Women with diabetes are at a greater risk chance of developing complications compared to men, such as heart disease (the most commonly reported diabetes complication) and vision loss.
One of the first signs of women with diabetes is increased thirst and urination, called polydipsia. This is due to diabetes causing excess sugar to build up in the blood, and your kidneys aren’t equipped to remove it effectively.
Diabetes in men The signs and symptoms
In the case of diabetes the cells are unable use blood sugar (glucose) to produce energy. This is typically because the pancreas is producing too little insulin.
This can result in high blood glucose levels. The body then attempts to lower these levels by flushing the excess glucose in your bloodstream through urine.
People with diabetes are typically thirsty, and need to drink lots of fluids.
Men may be able to experience weight loss too as their bodies break down muscle for energy instead of fat. This is due to the fact that their blood sugar levels stay elevated for long periods.
Developing a healthy diabetes diet is an important part of managing your diabetes. It can help you manage your blood sugar levels, control your weight, and reduce the risk of heart disease by reducing risk factors.
Your diet should consist of plenty of whole foods, such as fruits whole grains, vegetables beans, low-fat dairy and legumes. It should be free of saturated (unhealthy) fat and added sugars.
You may also be able to reduce the amount of sugar-sweetened drinks you consume. These drinks typically contain a lot of sugar which can result in high blood sugar levels.
Your doctor may prescribe diabetes medications to keep your blood glucose (blood sugar) levels in an acceptable range. These medications are typically combined with changes in lifestyle, like diet and physical activity, to manage diabetes.

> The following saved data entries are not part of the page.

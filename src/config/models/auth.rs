//! Authentication configuration

use super::gateway::Environment;
use rand::distributions::Alphanumeric;
use rand::{Rng, thread_rng};
use serde::{Deserialize, Serialize};
use tracing::warn;

/// Secrets that ship in sample files and must never sign real tokens
const KNOWN_DEFAULT_SECRETS: &[&str] = &[
    "your-secret-key",
    "change-me",
    "changeme",
    "secret",
    "CHANGE_ME_IN_PRODUCTION_0123456789abcdef",
];

/// Authentication configuration
#[derive(Debug, Clone, Serialize, Deserialize)]
pub struct AuthConfig {
    /// HMAC signing secret shared by every instance
    #[serde(default = "generate_secure_jwt_secret")]
    pub jwt_secret: String,
    /// Access token lifetime in seconds
    #[serde(default = "default_access_token_ttl")]
    pub access_token_ttl_secs: u64,
    /// Refresh token lifetime in seconds
    #[serde(default = "default_refresh_token_ttl")]
    pub refresh_token_ttl_secs: u64,
    /// Optional `iss` claim stamped on and required from tokens
    #[serde(default)]
    pub issuer: Option<String>,
}

impl Default for AuthConfig {
    fn default() -> Self {
        Self {
            jwt_secret: generate_secure_jwt_secret(),
            access_token_ttl_secs: default_access_token_ttl(),
            refresh_token_ttl_secs: default_refresh_token_ttl(),
            issuer: None,
        }
    }
}

impl AuthConfig {
    /// Validate authentication configuration
    pub fn validate(&self) -> Result<(), String> {
        if self.jwt_secret.len() < 32 {
            return Err("JWT secret must be at least 32 characters long for security".to_string());
        }

        if self.access_token_ttl_secs == 0 {
            return Err("Access token TTL must be greater than 0".to_string());
        }

        if self.refresh_token_ttl_secs < self.access_token_ttl_secs {
            return Err(
                "Refresh token TTL must not be shorter than the access token TTL".to_string(),
            );
        }

        Ok(())
    }

    /// Whether the secret is one of the well-known sample values
    pub fn uses_default_secret(&self) -> bool {
        KNOWN_DEFAULT_SECRETS.contains(&self.jwt_secret.as_str())
    }

    pub fn access_token_ttl(&self) -> std::time::Duration {
        std::time::Duration::from_secs(self.access_token_ttl_secs)
    }

    pub fn refresh_token_ttl(&self) -> std::time::Duration {
        std::time::Duration::from_secs(self.refresh_token_ttl_secs)
    }
}

fn default_access_token_ttl() -> u64 {
    30 * 60
}

fn default_refresh_token_ttl() -> u64 {
    60 * 60
}

/// Generate a secure random JWT secret
pub fn generate_secure_jwt_secret() -> String {
    thread_rng()
        .sample_iter(&Alphanumeric)
        .take(64)
        .map(char::from)
        .collect()
}

/// Reject or warn about a sample signing secret depending on the environment
pub fn check_insecure_config(config: &AuthConfig, environment: Environment) -> Result<(), String> {
    if !config.uses_default_secret() {
        return Ok(());
    }

    if environment.is_production() {
        return Err("JWT secret is a published default value; set AUTHGATE_JWT_SECRET".to_string());
    }

    warn!(
        "JWT secret is a published default value. Tokens signed in {:?} are forgeable.",
        environment
    );
    Ok(())
}
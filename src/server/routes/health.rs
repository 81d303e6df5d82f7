//! Health check endpoints

use crate::server::state::AppState;
use actix_web::{HttpResponse, web};
use serde::Serialize;
use std::borrow::Cow;
use tracing::{debug, warn};

/// Configure health check routes
pub fn configure_routes(cfg: &mut web::ServiceConfig) {
    cfg.service(
        web::scope("/health")
            .route("", web::get().to(health_check))
            .route("/liveness", web::get().to(liveness))
            .route("/readiness", web::get().to(readiness)),
    );
}

#[derive(Debug, Serialize)]
pub struct HealthStatus {
    pub status: Cow<'static, str>,
    pub timestamp: chrono::DateTime<chrono::Utc>,
    pub version: Cow<'static, str>,
    pub git_hash: Cow<'static, str>,
    pub build_time: Cow<'static, str>,
    #[serde(skip_serializing_if = "Option::is_none")]
    pub components: Option<ComponentHealth>,
}

#[derive(Debug, Serialize)]
pub struct ComponentHealth {
    pub credential_store: bool,
    pub counter_store: bool,
}

impl ComponentHealth {
    fn healthy(&self) -> bool {
        self.credential_store && self.counter_store
    }
}

impl HealthStatus {
    fn new(status: &'static str, components: Option<ComponentHealth>) -> Self {
        Self {
            status: Cow::Borrowed(status),
            timestamp: chrono::Utc::now(),
            version: Cow::Borrowed(env!("CARGO_PKG_VERSION")),
            git_hash: Cow::Borrowed(env!("GIT_HASH")),
            build_time: Cow::Borrowed(env!("BUILD_TIME")),
            components,
        }
    }
}

async fn check_components(state: &AppState) -> ComponentHealth {
    let credentials = state.storage.credentials.clone();
    let counters = state.storage.counters.clone();

    let credential_store = match state
        .retry
        .call("credential store health", || credentials.health_check())
        .await
    {
        Ok(()) => true,
        Err(e) => {
            warn!("Credential store unhealthy: {}", e);
            false
        }
    };
    let counter_store = match state
        .retry
        .call("counter store health", || counters.health_check())
        .await
    {
        Ok(()) => true,
        Err(e) => {
            warn!("Counter store unhealthy: {}", e);
            false
        }
    };

    ComponentHealth {
        credential_store,
        counter_store,
    }
}

/// Store health with build information; 503 when a store is down
pub async fn health_check(state: web::Data<AppState>) -> HttpResponse {
    debug!("Health check requested");

    let components = check_components(&state).await;
    if components.healthy() {
        HttpResponse::Ok().json(HealthStatus::new("healthy", Some(components)))
    } else {
        HttpResponse::ServiceUnavailable().json(HealthStatus::new("degraded", Some(components)))
    }
}

/// The process is up
pub async fn liveness() -> HttpResponse {
    HttpResponse::Ok().json(HealthStatus::new("alive", None))
}

/// The stores answer, so requests can be served
pub async fn readiness(state: web::Data<AppState>) -> HttpResponse {
    if check_components(&state).await.healthy() {
        HttpResponse::Ok().json(HealthStatus::new("ready", None))
    } else {
        HttpResponse::ServiceUnavailable().json(HealthStatus::new("not_ready", None))
    }
}
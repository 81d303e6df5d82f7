//! Authentication and authorization system
//!
//! Token issuance and rotation, bearer authentication, password hashing and
//! role/permission resolution.

pub mod jwt;
pub mod password;
pub mod rbac;
mod system;


pub use jwt::{Claims, JwtHandler, TokenPair, TokenType};
pub use rbac::{GuardMode, RbacSystem, Requirement};
pub use system::{AuthContext, AuthSystem};
//! Configuration data models
//!
//! This module defines all configuration structures used throughout the service.

#![allow(missing_docs)]

pub mod audit;
pub mod auth;
pub mod bootstrap;
pub mod gateway;
pub mod rate_limit;
pub mod routes;
pub mod server;
pub mod storage;

pub use audit::*;
pub use auth::*;
pub use bootstrap::*;
pub use gateway::*;
pub use rate_limit::*;
pub use routes::*;
pub use server::*;
pub use storage::*;

/// Default values for configuration
pub fn default_host() -> String {
    "0.0.0.0".to_string()
}

/// Default server port
pub fn default_port() -> u16 {
    8000
}

/// Default timeout in seconds
pub fn default_timeout() -> u64 {
    30
}

/// Default backing store call deadline in milliseconds
pub fn default_store_timeout_ms() -> u64 {
    2000
}

/// Default number of retries after a store timeout
pub fn default_max_retries() -> u32 {
    1
}

pub(crate) fn default_true() -> bool {
    true
}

If your blood sugar is not being managed well with one medication, you may need to add a second medication. Your doctor will work with you to determine the best medication for your requirements and preferences.
Newer medicines, such as sodium-glucose-cotransporter-2 inhibitors as well as glucagon antagonists of the peptide-1 receptor, reduce blood sugar levels and provide benefits for the kidneys and cardiovascular system, while reducing the risk of complications. They also aid in weight loss and are available in injectable and tablet forms.